But enough about me and the blog. What about 2023?

First, as always, take the “favorite” seriously. I’m long past trying for any whiff of objectivity or expertise in these things. This is just stuff I liked. You may or may not. You might be thrilled at one of those B- albums I like fine but will never actually listen to again. I’m tempted to follow Chris Monsen’s lead and not rank stuff. But I know some people like the numbers game. I guess I do, too. So the albums graded A- or higher are ranked. The B+ albums, however are alphabetical. I did put a * by a few of the ones closest to the top.

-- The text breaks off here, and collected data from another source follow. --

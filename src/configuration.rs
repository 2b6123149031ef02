//! Extraction configuration.
//!
//! [`ExtractOptions`] is a builder that threads the sampling rate, image
//! naming, decode-retry tolerance, and progress reporting through a session
//! without widening every function signature.
//!
//! # Example
//!
//! ```no_run
//! use gpsframes::{ExtractOptions, SkippedFramePolicy};
//!
//! let options = ExtractOptions::new()
//!     .with_frame_rate(2.0)
//!     .with_image_extension("png")
//!     .with_max_decode_retries(20)
//!     .with_skipped_frame_policy(SkippedFramePolicy::Skip);
//! ```

use std::{
    fmt::{Debug, Formatter, Result as FmtResult},
    sync::Arc,
};

use crate::{
    error::ExtractorError,
    progress::{NoOpProgress, ProgressCallback},
};

/// Default sampling rate in frames per second.
pub const DEFAULT_FRAME_RATE: f64 = 1.0;

/// Default number of extra read attempts after an empty decode.
///
/// Decoders occasionally land between frames right after a seek; fifty
/// further reads has been enough to get past that in practice.
pub const DEFAULT_MAX_DECODE_RETRIES: u32 = 50;

/// Default extension (and therefore encoding) of written frames.
pub const DEFAULT_IMAGE_EXTENSION: &str = "jpg";

/// What the sampling loop does when a frame cannot be decoded after every
/// retry.
#[derive(Debug, Clone, Copy, PartialEq, Eq, Default)]
pub enum SkippedFramePolicy {
    /// Abort the whole session with [`ExtractorError::SkippedFrame`].
    #[default]
    Abort,
    /// Drop that sample and keep going. Frame names stay contiguous.
    Skip,
}

/// Configuration for a frame/telemetry extraction session.
///
/// A default-constructed value samples at 1 Hz, writes JPEG frames, retries
/// empty decodes 50 times, and aborts on a frame that never decodes.
#[derive(Clone)]
pub struct ExtractOptions {
    pub(crate) frame_rate: f64,
    pub(crate) image_extension: String,
    pub(crate) max_decode_retries: u32,
    pub(crate) skipped_frame_policy: SkippedFramePolicy,
    pub(crate) progress: Arc<dyn ProgressCallback>,
    pub(crate) batch_size: u64,
}

impl Debug for ExtractOptions {
    fn fmt(&self, f: &mut Formatter<'_>) -> FmtResult {
        f.debug_struct("ExtractOptions")
            .field("frame_rate", &self.frame_rate)
            .field("image_extension", &self.image_extension)
            .field("max_decode_retries", &self.max_decode_retries)
            .field("skipped_frame_policy", &self.skipped_frame_policy)
            .field("batch_size", &self.batch_size)
            .finish_non_exhaustive()
    }
}

impl Default for ExtractOptions {
    fn default() -> Self {
        Self::new()
    }
}

impl ExtractOptions {
    /// Create options with the default settings.
    pub fn new() -> Self {
        Self {
            frame_rate: DEFAULT_FRAME_RATE,
            image_extension: DEFAULT_IMAGE_EXTENSION.to_string(),
            max_decode_retries: DEFAULT_MAX_DECODE_RETRIES,
            skipped_frame_policy: SkippedFramePolicy::Abort,
            progress: Arc::new(NoOpProgress),
            batch_size: 1,
        }
    }

    /// Set the sampling rate in frames per second.
    #[must_use]
    pub fn with_frame_rate(mut self, frame_rate: f64) -> Self {
        self.frame_rate = frame_rate;
        self
    }

    /// Set the extension of written frames (`jpg`, `png`, ...).
    ///
    /// A leading dot is stripped and the value lowercased.
    #[must_use]
    pub fn with_image_extension(mut self, extension: &str) -> Self {
        self.image_extension = extension.trim_start_matches('.').to_ascii_lowercase();
        self
    }

    /// Set how many extra reads follow an empty decode before giving up.
    #[must_use]
    pub fn with_max_decode_retries(mut self, retries: u32) -> Self {
        self.max_decode_retries = retries;
        self
    }

    /// Choose between aborting and skipping on an undecodable frame.
    #[must_use]
    pub fn with_skipped_frame_policy(mut self, policy: SkippedFramePolicy) -> Self {
        self.skipped_frame_policy = policy;
        self
    }

    /// Attach a progress callback.
    #[must_use]
    pub fn with_progress(mut self, callback: Arc<dyn ProgressCallback>) -> Self {
        self.progress = callback;
        self
    }

    /// Set how often the progress callback fires (every N items).
    ///
    /// Clamped to a minimum of 1.
    #[must_use]
    pub fn with_batch_size(mut self, size: u64) -> Self {
        self.batch_size = size.max(1);
        self
    }

    /// The configured sampling rate.
    pub fn frame_rate(&self) -> f64 {
        self.frame_rate
    }

    /// The configured image extension.
    pub fn image_extension(&self) -> &str {
        &self.image_extension
    }

    /// The configured retry count.
    pub fn max_decode_retries(&self) -> u32 {
        self.max_decode_retries
    }

    /// The configured skipped-frame policy.
    pub fn skipped_frame_policy(&self) -> SkippedFramePolicy {
        self.skipped_frame_policy
    }

    /// Check the options before any file is touched.
    ///
    /// # Errors
    ///
    /// - [`ExtractorError::InvalidFrameRate`] if the rate is not a positive
    ///   finite number.
    /// - [`ExtractorError::InvalidOption`] if the image extension is empty.
    pub fn validate(&self) -> Result<(), ExtractorError> {
        if !self.frame_rate.is_finite() || self.frame_rate <= 0.0 {
            return Err(ExtractorError::InvalidFrameRate(self.frame_rate));
        }
        if self.image_extension.is_empty() {
            return Err(ExtractorError::InvalidOption(
                "image extension cannot be empty".to_string(),
            ));
        }
        Ok(())
    }
}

This year’s A-list has plenty of old favorites. Two Clube members land three albums, including that Fróes record that only I seemed to love. Marina Sena could well be setting herself up for a decade dominating run. Patrícia Bastos and Adriana Calcanhotto reminded what talents they can be. Jards Macalé leaned into his second collaboration with the Clube da Encruza for perhaps the best album of his career. But the A-list also includes five artists I’d never heard or heard of before this year as well as three I had merely passing knowledge of. The well of great music from Brazil doesn’t seem anywhere close to drying up, and given that culture’s love of music—perhaps only surpassed by football—there’s no reason to think it ever will.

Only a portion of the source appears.